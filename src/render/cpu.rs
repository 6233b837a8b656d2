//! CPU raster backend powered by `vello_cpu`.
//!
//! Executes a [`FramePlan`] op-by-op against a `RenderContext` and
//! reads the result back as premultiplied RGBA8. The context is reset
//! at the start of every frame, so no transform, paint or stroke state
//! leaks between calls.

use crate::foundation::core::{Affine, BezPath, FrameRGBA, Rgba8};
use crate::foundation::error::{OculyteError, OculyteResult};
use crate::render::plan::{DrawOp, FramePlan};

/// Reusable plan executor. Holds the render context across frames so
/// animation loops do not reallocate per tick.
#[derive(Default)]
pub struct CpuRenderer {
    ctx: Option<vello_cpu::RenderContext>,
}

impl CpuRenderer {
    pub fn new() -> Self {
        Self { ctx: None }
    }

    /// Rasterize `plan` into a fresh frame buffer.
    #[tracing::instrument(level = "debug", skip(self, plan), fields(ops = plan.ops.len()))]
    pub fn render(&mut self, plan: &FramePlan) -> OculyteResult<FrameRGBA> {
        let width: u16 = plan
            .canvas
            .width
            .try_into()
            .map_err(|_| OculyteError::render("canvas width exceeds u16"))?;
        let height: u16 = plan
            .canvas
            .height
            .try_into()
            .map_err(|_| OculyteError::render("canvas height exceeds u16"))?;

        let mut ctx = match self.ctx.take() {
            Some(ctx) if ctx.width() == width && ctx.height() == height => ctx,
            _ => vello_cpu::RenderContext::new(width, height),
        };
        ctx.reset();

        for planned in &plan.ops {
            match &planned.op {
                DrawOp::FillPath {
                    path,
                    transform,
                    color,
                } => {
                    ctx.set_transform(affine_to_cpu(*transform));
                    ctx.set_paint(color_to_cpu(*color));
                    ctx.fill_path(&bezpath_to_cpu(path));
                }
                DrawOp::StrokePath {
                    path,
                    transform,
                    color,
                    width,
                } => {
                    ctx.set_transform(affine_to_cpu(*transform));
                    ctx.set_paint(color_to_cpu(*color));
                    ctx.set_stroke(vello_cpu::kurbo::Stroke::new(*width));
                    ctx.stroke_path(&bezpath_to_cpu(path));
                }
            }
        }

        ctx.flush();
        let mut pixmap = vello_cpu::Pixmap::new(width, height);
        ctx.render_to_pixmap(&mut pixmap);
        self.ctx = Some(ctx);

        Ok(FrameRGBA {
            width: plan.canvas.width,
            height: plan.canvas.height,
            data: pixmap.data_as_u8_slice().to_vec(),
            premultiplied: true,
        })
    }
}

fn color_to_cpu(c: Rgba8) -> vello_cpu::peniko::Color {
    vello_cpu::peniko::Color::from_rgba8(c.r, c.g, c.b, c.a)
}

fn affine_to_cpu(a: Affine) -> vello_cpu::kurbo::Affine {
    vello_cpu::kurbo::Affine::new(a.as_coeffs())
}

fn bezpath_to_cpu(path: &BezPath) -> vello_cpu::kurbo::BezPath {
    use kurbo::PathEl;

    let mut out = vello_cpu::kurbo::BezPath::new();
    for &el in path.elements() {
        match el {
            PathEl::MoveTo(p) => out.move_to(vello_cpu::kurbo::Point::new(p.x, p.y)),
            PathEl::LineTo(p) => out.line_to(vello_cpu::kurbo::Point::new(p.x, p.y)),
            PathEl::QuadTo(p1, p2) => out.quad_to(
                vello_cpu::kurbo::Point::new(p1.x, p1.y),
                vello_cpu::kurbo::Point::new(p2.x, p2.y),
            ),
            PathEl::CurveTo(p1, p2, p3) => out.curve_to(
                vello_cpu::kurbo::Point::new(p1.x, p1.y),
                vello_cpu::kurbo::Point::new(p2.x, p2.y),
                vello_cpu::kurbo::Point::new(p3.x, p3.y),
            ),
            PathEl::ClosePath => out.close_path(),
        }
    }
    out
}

- - - - - - -

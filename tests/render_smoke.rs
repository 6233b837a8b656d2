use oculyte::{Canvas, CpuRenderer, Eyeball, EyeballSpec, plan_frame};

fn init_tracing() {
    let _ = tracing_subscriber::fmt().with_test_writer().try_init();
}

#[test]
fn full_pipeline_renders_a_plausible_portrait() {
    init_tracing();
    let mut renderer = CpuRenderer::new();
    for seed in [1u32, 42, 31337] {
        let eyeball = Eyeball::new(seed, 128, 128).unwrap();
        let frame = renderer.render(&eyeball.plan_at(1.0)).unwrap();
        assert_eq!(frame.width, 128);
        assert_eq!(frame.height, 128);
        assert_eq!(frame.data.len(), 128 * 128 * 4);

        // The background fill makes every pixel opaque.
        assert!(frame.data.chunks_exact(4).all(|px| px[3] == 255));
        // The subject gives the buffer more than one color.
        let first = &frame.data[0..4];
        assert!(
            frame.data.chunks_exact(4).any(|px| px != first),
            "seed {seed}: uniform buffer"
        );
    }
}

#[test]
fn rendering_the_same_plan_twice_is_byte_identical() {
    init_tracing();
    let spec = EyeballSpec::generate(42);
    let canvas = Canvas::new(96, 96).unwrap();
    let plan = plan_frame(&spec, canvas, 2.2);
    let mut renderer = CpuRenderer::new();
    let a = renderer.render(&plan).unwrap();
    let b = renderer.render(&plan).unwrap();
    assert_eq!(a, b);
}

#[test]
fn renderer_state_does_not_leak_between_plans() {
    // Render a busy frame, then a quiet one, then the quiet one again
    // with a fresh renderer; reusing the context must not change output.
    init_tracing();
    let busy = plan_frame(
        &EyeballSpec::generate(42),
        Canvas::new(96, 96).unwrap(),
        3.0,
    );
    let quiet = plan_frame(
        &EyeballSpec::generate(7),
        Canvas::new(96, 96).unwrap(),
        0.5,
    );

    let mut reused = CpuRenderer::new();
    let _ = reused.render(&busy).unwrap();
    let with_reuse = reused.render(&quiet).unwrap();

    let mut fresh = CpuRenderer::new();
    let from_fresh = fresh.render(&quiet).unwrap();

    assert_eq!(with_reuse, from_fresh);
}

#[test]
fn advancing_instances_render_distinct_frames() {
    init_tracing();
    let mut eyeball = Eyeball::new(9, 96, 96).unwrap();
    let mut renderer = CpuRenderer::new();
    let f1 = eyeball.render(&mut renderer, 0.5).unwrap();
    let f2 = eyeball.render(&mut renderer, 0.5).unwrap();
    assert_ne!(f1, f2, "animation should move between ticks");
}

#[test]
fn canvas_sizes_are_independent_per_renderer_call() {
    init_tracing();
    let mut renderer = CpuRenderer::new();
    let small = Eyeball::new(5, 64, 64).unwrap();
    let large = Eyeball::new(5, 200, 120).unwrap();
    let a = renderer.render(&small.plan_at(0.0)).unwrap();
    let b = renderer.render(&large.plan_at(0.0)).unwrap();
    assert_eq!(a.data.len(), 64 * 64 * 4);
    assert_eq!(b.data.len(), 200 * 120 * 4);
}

- - - - - - -

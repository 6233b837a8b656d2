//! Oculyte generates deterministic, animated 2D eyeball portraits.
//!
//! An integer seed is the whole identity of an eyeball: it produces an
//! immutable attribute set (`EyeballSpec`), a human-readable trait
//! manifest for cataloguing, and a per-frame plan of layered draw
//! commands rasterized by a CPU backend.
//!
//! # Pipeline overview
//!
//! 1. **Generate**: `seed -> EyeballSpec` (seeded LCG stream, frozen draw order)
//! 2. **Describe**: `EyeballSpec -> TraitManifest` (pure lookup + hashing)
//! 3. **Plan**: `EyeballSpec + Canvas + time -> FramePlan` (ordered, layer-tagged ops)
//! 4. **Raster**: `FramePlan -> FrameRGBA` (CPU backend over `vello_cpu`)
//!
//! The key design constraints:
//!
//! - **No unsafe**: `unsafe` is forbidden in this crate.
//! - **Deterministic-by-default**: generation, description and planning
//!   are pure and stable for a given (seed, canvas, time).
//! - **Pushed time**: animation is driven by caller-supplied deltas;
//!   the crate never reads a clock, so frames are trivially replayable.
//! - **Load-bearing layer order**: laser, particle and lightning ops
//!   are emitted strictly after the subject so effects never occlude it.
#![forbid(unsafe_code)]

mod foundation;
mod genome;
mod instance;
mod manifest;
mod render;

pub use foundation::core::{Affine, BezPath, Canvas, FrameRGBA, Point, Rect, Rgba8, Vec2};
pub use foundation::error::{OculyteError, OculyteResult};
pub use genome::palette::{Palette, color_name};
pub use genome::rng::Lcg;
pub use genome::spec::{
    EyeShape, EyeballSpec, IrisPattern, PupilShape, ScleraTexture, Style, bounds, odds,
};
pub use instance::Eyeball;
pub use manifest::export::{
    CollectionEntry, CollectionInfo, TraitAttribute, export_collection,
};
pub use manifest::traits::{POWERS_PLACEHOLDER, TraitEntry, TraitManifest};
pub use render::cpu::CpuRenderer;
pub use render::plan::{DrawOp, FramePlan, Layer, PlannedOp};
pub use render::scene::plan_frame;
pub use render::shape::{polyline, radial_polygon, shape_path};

- - - - - - -

* _What the task asks_: How many lines of the entries contain "foundation"? Answer with a number alone.

* _Solution to this exercise_: 5